What this lesson does not claim:

  • It is software isolation, user-space CUDA interception, not the hardware fault isolation of MIG. A misbehaving kernel is constrained by interception, not by a hardware partition. Treat the isolation as a scheduling-and-accounting guarantee with runtime enforcement, not as a security boundary equivalent to MIG.
  • The simulation's green run still proves nothing here. Scheduling correctness and isolation are separate systems; this lesson is the only place isolation is shown.

Why a single non-MIG card

HAMi's primary use case is fractioning GPUs that cannot be partitioned by MIG. Datacenter cards like A100 and H100 support MIG, which gives hardware-level partitions. Cards like the RTX A6000 (Ampere, 48 GB), L4 / L40 / L40S (Ada Lovelace), and the consumer RTX 4090/3090 (24 GB) have no MIG, so software sharing is the only way to put more than one tenant on the card. That makes any of them a faithful, cheap target for demonstrating what HAMi adds - this lab was validated on a 48 GB RTX A6000, which holds two 8 GB slices with plenty of headroom.

⚠️ GPUs are scarce - stay flexible. The exact card you want is often out of stock, back minutes later, or only on another provider. Any non-MIG card works the same here; take whichever is available rather than waiting. Only the slice sizes depend on the card (they scale with VRAM) - a one-line change in the manifests.

Cost

A working session for this lesson is well under an hour of GPU time. Entry non-MIG cards commonly run well under ~1 USD/hour on-demand and less on interruptible/spot; rates move constantly, so check current pricing before you start. Capture evidence, then tear the instance down.

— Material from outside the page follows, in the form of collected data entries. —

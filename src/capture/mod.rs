pub mod decoder;
pub mod frame;
pub mod source;
pub mod synthetic;
pub mod v4l2;

pub use frame::{FrameBuffer, FrameError, PixelFormat, RawFrame};
pub use source::{CaptureBackend, CaptureError, CaptureRequest, FacingMode, LiveStream};
pub use synthetic::{FrameFeed, SyntheticBackend};
pub use v4l2::V4l2Backend;
use serde::{Deserialize, Serialize};
use thiserror::Error;

use super::frame::FrameBuffer;

/// Camera acquisition failures.
///
/// The only user-facing error category; reported through the session status
/// and never fatal.
#[derive(Debug, Clone, Error, PartialEq, Eq)]
pub enum CaptureError {
    #[error("permission denied: {0}")]
    PermissionDenied(String),

    #[error("no capture device available")]
    NoDevice,

    #[error("constraint unsatisfiable: {0}")]
    ConstraintUnsatisfiable(String),

    #[error("audio capture is not supported")]
    AudioUnsupported,

    #[error("device error: {0}")]
    Device(String),
}

impl From<std::io::Error> for CaptureError {
    fn from(err: std::io::Error) -> Self {
        match err.kind() {
            std::io::ErrorKind::PermissionDenied => Self::PermissionDenied(err.to_string()),
            std::io::ErrorKind::NotFound => Self::NoDevice,
            _ => Self::Device(err.to_string()),
        }
    }
}

#[derive(Debug, Clone, Copy, PartialEq, Eq, Serialize, Deserialize)]
#[serde(rename_all = "lowercase")]
pub enum FacingMode {
    User,
    Environment,
}

/// Stream constraints handed to a backend
#[derive(Debug, Clone, PartialEq, Eq)]
pub struct CaptureRequest {
    pub ideal_width: u32,
    pub ideal_height: u32,
    pub facing: FacingMode,
    pub audio: bool,
}

impl Default for CaptureRequest {
    fn default() -> Self {
        Self {
            ideal_width: 640,
            ideal_height: 480,
            facing: FacingMode::User,
            audio: false,
        }
    }
}

/// Source of live camera streams.
pub trait CaptureBackend {
    /// Negotiate and open a video stream. Dimensions of the returned stream
    /// are what the device settled on, which may differ from the ideal ones.
    fn acquire(&self, request: &CaptureRequest) -> Result<Box<dyn LiveStream>, CaptureError>;
}

/// An open camera stream.
pub trait LiveStream: Send {
    /// Negotiated frame dimensions, fixed for the life of the stream.
    fn dimensions(&self) -> (u32, u32);

    /// Most recent ready frame, discarding anything older. `None` when no
    /// new frame has arrived since the last poll.
    fn poll_frame(&mut self) -> Option<FrameBuffer>;

    /// Release every track of the stream.
    fn stop(&mut self);
}
// SPDX-FileCopyrightText: 2026 ArcheBase
//
// SPDX-License-Identifier: MulanPSL-2.0

//! Core error types for rawview.
//!
//! Provides error types for the binary view layer:
//! - Bounds-checked reads and writes over views
//! - Mapping open/create failures
//! - Registry lookup and lifecycle errors

use std::fmt;

/// Errors that can occur in the view layer.
#[derive(Debug, Clone)]
pub enum ViewError {
    /// Read or write past the end of a region or view
    OutOfRange {
        /// Requested bytes
        requested: usize,
        /// Available bytes
        available: usize,
        /// Offset at which the access was attempted
        offset: usize,
    },

    /// Zero-size mapping attempt, rejected before any OS call
    ZeroLength {
        /// Stream identifier of the rejected mapping
        id: String,
    },

    /// Stream identifier has no backing file or mapping
    NotFound {
        /// Stream identifier that was looked up
        id: String,
    },

    /// OS denied access to the backing resource
    AccessDenied {
        /// Stream identifier of the resource
        id: String,
        /// OS error message
        message: String,
    },

    /// Mapping open or create failed (after retries)
    MapFailed {
        /// Stream identifier of the mapping
        id: String,
        /// Failure message
        message: String,
    },

    /// Operation on a region that was force-closed
    RegionClosed {
        /// Stream identifier of the closed region
        id: String,
    },

    /// Malformed stream identifier string
    InvalidStreamId {
        /// The offending string
        value: String,
        /// Why it failed to parse
        reason: String,
    },

    /// Undecodable UTF-16 payload in a counted string
    InvalidUtf16 {
        /// Offset of the string payload
        offset: usize,
        /// Decode error message
        message: String,
    },

    /// Atomic in-place operation at an unaligned offset
    Misaligned {
        /// Required alignment
        expected: usize,
        /// Actual offset
        offset: usize,
    },

    /// Operation not supported by this view or backing
    Unsupported {
        /// What is not supported
        feature: String,
    },

    /// Other error
    Other(String),
}

impl ViewError {
    /// Create an out-of-range error.
    pub fn out_of_range(requested: usize, available: usize, offset: usize) -> Self {
        ViewError::OutOfRange {
            requested,
            available,
            offset,
        }
    }

    /// Create a zero-length mapping error.
    pub fn zero_length(id: impl Into<String>) -> Self {
        ViewError::ZeroLength { id: id.into() }
    }

    /// Create a "not found" error.
    pub fn not_found(id: impl Into<String>) -> Self {
        ViewError::NotFound { id: id.into() }
    }

    /// Create an access-denied error.
    pub fn access_denied(id: impl Into<String>, message: impl Into<String>) -> Self {
        ViewError::AccessDenied {
            id: id.into(),
            message: message.into(),
        }
    }

    /// Create a mapping failure error.
    pub fn map_failed(id: impl Into<String>, message: impl Into<String>) -> Self {
        ViewError::MapFailed {
            id: id.into(),
            message: message.into(),
        }
    }

    /// Create a region-closed error.
    pub fn region_closed(id: impl Into<String>) -> Self {
        ViewError::RegionClosed { id: id.into() }
    }

    /// Create an invalid stream identifier error.
    pub fn invalid_stream_id(value: impl Into<String>, reason: impl Into<String>) -> Self {
        ViewError::InvalidStreamId {
            value: value.into(),
            reason: reason.into(),
        }
    }

    /// Create an invalid UTF-16 error.
    pub fn invalid_utf16(offset: usize, message: impl Into<String>) -> Self {
        ViewError::InvalidUtf16 {
            offset,
            message: message.into(),
        }
    }

    /// Create a misalignment error.
    pub fn misaligned(expected: usize, offset: usize) -> Self {
        ViewError::Misaligned { expected, offset }
    }

    /// Create an unsupported feature error.
    pub fn unsupported(feature: impl Into<String>) -> Self {
        ViewError::Unsupported {
            feature: feature.into(),
        }
    }

    /// Get structured fields for logging.
    pub fn log_fields(&self) -> Vec<(&'static str, String)> {
        match self {
            ViewError::OutOfRange {
                requested,
                available,
                offset,
            } => vec![
                ("requested", requested.to_string()),
                ("available", available.to_string()),
                ("offset", offset.to_string()),
            ],
            ViewError::ZeroLength { id } => vec![("id", id.clone())],
            ViewError::NotFound { id } => vec![("id", id.clone())],
            ViewError::AccessDenied { id, message } => {
                vec![("id", id.clone()), ("message", message.clone())]
            }
            ViewError::MapFailed { id, message } => {
                vec![("id", id.clone()), ("message", message.clone())]
            }
            ViewError::RegionClosed { id } => vec![("id", id.clone())],
            ViewError::InvalidStreamId { value, reason } => {
                vec![("value", value.clone()), ("reason", reason.clone())]
            }
            ViewError::InvalidUtf16 { offset, message } => vec![
                ("offset", offset.to_string()),
                ("message", message.clone()),
            ],
            ViewError::Misaligned { expected, offset } => vec![
                ("expected", expected.to_string()),
                ("offset", offset.to_string()),
            ],
            ViewError::Unsupported { feature } => vec![("feature", feature.clone())],
            ViewError::Other(msg) => vec![("message", msg.clone())],
        }
    }
}

impl fmt::Display for ViewError {
    fn fmt(&self, f: &mut fmt::Formatter<'_>) -> fmt::Result {
        match self {
            ViewError::OutOfRange {
                requested,
                available,
                offset,
            } => write!(
                f,
                "Out of range: requested {requested} bytes at offset {offset}, but only {available} bytes available"
            ),
            ViewError::ZeroLength { id } => {
                write!(f, "Zero-length mapping rejected for '{id}'")
            }
            ViewError::NotFound { id } => {
                write!(f, "No backing resource for stream '{id}'")
            }
            ViewError::AccessDenied { id, message } => {
                write!(f, "Access denied for stream '{id}': {message}")
            }
            ViewError::MapFailed { id, message } => {
                write!(f, "Mapping failed for stream '{id}': {message}")
            }
            ViewError::RegionClosed { id } => {
                write!(f, "Region '{id}' has been closed")
            }
            ViewError::InvalidStreamId { value, reason } => {
                write!(f, "Invalid stream identifier '{value}': {reason}")
            }
            ViewError::InvalidUtf16 { offset, message } => {
                write!(f, "Invalid UTF-16 string at offset {offset}: {message}")
            }
            ViewError::Misaligned { expected, offset } => write!(
                f,
                "Misaligned access: offset {offset} is not {expected}-byte aligned"
            ),
            ViewError::Unsupported { feature } => {
                write!(f, "Unsupported operation: '{feature}'")
            }
            ViewError::Other(msg) => write!(f, "Other error: {msg}"),
        }
    }
}

impl std::error::Error for ViewError {}

impl From<std::io::Error> for ViewError {
    fn from(err: std::io::Error) -> Self {
        ViewError::Other(err.to_string())
    }
}

/// Result type for rawview operations.
pub type Result<T> = std::result::Result<T, ViewError>;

Provider and runtime requirements

You need a host where you control the container runtime, not a locked-down marketplace container:

  • root on the host,
  • the ability to install the NVIDIA Container Toolkit and set nvidia as the default containerd runtime (HAMi-core is injected through the NVIDIA container runtime, so a fixed prebuilt app container you cannot reconfigure will not work),
  • a single NVIDIA GPU visible to nvidia-smi on the host.

A bare VM or a "full machine" rental where you install your own stack works (Hyperstack, Lambda, hyperscaler). A managed notebook or a fixed inference container (Vast.ai/RunPod pods) usually does not.

Run HAMi without the NVIDIA GPU Operator. HAMi brings its own device plugin and must not coexist with NVIDIA's; Operator+HAMi integration is not officially documented. Part A (the GPU-Operator runtime path) and this part are best run as separate clusters/ sessions. See scripts/setup-notes.md.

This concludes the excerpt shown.